We follow this constant internal seasonal round of living and dying throughout our lives, trying to understand what it is we need, what is coming to fruition and what we have to let go of.
As living beings we can’t help paying attention to things other than ourselves. Though we might be weak or wounded in one or more of them, we have all the five senses through which to create a constant subliminal conversation with the world outside.
We may not set out to look for a relationship: for a job or a better understanding of ourselves, but if we are sincerely paying attention, we most often end up with all three of them, whether we want them or not. We find ourselves in these relationships because we were made to be both aware of and entangled with the world through our senses. Our ability to survive depends on the acuteness of our senses, but the same faculties that help us to pay attention to what is around us, to ward off threats and seize proffered opportunities, are also the same senses by which we are beguiled and intoxicated and made to fall in love.

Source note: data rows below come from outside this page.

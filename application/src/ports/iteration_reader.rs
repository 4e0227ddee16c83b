//! Iteration reader port
//!
//! Discovers the iteration directories of a validation batch and decodes
//! their outputs for the consistency analyzer.

use ecogroup_domain::{AssignmentStore, DietMatrix};
use std::path::{Path, PathBuf};
use thiserror::Error;

#[derive(Error, Debug)]
pub enum ReaderError {
    #[error("Cannot read {path}: {message}")]
    Io { path: PathBuf, message: String },

    #[error("Cannot decode {path}: {message}")]
    Decode { path: PathBuf, message: String },
}

/// Outputs found in one iteration directory.
#[derive(Debug, Clone, PartialEq, Eq)]
pub struct IterationFiles {
    /// Directory name, e.g. `north_sea_3`.
    pub name: String,
    pub dir: PathBuf,
    pub assignments: Option<PathBuf>,
    pub diet_matrix: Option<PathBuf>,
}

pub trait IterationReader: Send + Sync {
    /// Iteration directories of the batch rooted at `region_dir`, sorted by
    /// name.
    fn discover(&self, region_dir: &Path) -> Result<Vec<IterationFiles>, ReaderError>;

    fn read_assignments(&self, path: &Path) -> Result<AssignmentStore, ReaderError>;

    fn read_diet_matrix(&self, path: &Path) -> Result<DietMatrix, ReaderError>;
}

This falling in love can occur in a multiplicity of ways. We have the remarkable ability as human beings to fall in love with a person, a work, or even an idea of ourselves. That is, we create a relationship that has a perfected image of what we first encounter, a sense of longing for the perfect person, the ideal work, the full potential of our own character. We fall in love through seeing, hearing, touching, tasting, intuiting and longing. These senses are constantly mediating the frontier between what we think is a self and what we think is other than our selves.
First, we have eyes, taken mostly for granted, with which to see a new moon or a tiny memo. We have ears, not fully appreciated, with which to entertain a grand opera or a humble opinion, and we have those tireless hands used every day to pull others toward us or push them away; most especially we have a tongue with which to taste, to give voice to desires or to lash others with our pent-up disapproval. We also have the intellect to contrast and compare, to measure carefully and weigh things in the balance. Then, beneath them all, untiring but seldom listened to, we have that sixth sense acknowledged in almost all traditions: a swirling internal formation called the intuition, the imagination, the heart, the almost prophetic part of a person that at its best somehow seems to know what is good and what is bad for us, but also what pattern is just about to precipitate, what out of a hundred possibilities is just about to happen, in a sense, an unspoken faculty for knowing what season we are in. What is about to die and what is about to come into being.
We follow this constant internal seasonal round of living and dying throughout our lives, trying to understand what it is we need, what is coming to fruition and what we have to let go of. In the first half of life we especially look for clues as to what lies ahead of us. Looking out of the windows of our parents’ house, we want to know both how to belong to that world through a work and what specifically we should belong to in the sense of a community, an organization or an idea. At first, that waiting world appears to hold a level of complexity that seems beyond us.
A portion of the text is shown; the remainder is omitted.